TASK: Return each line in the records below that includes "struct".
'''
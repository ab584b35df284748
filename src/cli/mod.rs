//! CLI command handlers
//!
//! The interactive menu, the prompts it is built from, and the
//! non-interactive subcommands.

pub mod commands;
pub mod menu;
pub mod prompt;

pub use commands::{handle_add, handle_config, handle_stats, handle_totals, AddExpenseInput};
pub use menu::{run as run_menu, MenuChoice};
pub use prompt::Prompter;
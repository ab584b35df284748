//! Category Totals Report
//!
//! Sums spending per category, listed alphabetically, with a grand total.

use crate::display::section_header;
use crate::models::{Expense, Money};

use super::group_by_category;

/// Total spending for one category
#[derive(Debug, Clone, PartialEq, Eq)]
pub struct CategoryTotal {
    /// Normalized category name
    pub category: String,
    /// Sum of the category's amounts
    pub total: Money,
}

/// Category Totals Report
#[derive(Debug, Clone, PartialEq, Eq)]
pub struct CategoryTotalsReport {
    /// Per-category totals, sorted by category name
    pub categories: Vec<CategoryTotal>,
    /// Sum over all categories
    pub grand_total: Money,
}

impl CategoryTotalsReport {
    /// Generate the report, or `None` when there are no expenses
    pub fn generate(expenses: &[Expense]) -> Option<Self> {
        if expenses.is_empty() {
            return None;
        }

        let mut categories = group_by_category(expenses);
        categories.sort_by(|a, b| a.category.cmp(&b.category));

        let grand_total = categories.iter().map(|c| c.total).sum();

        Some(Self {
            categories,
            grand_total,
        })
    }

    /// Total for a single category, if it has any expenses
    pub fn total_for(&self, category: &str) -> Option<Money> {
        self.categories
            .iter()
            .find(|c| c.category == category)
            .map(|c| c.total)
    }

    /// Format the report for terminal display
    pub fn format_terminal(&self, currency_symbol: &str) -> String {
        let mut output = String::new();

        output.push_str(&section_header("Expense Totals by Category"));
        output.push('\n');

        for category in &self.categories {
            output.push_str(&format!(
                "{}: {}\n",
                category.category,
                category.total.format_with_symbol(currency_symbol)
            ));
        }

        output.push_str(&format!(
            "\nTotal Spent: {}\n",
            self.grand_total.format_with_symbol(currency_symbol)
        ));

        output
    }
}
'''
'''
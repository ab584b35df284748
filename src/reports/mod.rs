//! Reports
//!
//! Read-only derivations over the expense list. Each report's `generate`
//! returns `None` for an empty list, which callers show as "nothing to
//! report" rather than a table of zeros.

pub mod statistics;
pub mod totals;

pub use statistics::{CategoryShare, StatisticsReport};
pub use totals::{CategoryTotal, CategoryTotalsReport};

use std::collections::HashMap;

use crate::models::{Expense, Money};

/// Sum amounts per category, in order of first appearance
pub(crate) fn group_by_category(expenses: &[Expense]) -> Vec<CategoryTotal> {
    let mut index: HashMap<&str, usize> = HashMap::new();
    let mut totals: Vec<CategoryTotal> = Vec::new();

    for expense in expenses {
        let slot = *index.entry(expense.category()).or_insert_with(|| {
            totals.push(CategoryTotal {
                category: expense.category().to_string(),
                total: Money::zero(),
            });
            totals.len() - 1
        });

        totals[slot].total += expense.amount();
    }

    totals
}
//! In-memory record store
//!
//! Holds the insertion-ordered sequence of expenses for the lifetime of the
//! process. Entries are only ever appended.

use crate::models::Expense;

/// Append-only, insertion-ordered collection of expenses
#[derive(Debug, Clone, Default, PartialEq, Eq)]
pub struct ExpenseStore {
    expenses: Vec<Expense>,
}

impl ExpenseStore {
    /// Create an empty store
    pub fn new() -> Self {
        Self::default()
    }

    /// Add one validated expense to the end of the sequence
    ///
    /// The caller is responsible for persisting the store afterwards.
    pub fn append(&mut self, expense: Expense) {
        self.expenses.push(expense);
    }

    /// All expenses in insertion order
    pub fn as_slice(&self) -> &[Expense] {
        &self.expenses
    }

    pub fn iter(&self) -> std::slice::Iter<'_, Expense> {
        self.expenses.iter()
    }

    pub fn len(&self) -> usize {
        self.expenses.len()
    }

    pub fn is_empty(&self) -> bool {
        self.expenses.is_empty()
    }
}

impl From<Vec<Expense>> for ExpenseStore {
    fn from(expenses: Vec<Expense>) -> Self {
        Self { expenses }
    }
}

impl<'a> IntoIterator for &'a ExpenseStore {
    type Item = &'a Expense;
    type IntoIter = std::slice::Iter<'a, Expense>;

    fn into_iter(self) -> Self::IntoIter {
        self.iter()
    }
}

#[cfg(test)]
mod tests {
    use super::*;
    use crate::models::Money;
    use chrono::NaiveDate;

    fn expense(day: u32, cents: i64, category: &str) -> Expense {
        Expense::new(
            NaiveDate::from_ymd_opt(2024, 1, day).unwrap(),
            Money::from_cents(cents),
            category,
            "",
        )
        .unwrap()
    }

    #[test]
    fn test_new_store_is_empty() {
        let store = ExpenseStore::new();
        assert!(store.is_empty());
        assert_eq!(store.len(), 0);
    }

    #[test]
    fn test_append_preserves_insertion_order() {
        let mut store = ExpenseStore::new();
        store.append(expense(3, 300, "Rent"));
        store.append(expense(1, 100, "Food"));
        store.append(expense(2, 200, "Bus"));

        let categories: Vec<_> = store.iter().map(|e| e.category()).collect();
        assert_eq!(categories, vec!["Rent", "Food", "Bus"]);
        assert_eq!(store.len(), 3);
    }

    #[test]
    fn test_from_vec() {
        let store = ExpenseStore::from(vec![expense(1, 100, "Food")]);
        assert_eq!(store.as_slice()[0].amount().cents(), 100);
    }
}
'''
'''
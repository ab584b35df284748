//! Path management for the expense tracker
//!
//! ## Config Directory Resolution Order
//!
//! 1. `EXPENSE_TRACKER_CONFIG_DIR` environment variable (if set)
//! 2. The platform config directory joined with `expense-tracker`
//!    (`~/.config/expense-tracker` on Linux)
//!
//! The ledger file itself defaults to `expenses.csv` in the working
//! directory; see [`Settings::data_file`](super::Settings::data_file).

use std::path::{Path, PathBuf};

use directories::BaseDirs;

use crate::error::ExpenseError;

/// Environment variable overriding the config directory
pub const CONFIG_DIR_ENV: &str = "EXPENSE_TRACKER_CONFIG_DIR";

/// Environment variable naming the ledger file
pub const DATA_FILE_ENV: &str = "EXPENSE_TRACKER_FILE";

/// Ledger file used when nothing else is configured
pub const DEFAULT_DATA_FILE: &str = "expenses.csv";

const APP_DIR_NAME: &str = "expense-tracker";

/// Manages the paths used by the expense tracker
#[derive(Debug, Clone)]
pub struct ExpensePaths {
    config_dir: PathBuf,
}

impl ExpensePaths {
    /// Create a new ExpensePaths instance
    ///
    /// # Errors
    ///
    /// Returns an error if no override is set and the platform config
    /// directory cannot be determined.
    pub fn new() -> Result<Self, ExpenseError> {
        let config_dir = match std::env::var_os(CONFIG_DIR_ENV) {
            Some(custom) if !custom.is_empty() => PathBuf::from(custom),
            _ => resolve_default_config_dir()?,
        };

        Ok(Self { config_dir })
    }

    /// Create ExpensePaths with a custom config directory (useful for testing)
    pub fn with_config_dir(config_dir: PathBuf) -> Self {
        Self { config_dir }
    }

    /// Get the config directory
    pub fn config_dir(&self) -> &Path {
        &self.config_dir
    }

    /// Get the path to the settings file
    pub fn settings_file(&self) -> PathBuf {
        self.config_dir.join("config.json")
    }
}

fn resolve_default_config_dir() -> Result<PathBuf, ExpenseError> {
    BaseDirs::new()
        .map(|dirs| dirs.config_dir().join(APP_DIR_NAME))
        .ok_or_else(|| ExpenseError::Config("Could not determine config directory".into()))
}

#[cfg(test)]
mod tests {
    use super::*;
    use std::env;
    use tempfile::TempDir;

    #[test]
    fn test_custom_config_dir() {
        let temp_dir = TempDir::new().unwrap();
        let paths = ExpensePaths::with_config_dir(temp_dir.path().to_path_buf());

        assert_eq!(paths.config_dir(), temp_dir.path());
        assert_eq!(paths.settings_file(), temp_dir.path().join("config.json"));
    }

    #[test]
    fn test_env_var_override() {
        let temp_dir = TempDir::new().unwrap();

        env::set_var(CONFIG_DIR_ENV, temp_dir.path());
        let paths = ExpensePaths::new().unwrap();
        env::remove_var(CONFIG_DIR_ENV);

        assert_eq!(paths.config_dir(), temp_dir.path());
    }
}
'''
ANSWER AREA:
pub struct CategoryTotal {
pub struct CategoryTotalsReport {
pub struct ExpenseStore {
pub struct ExpensePaths {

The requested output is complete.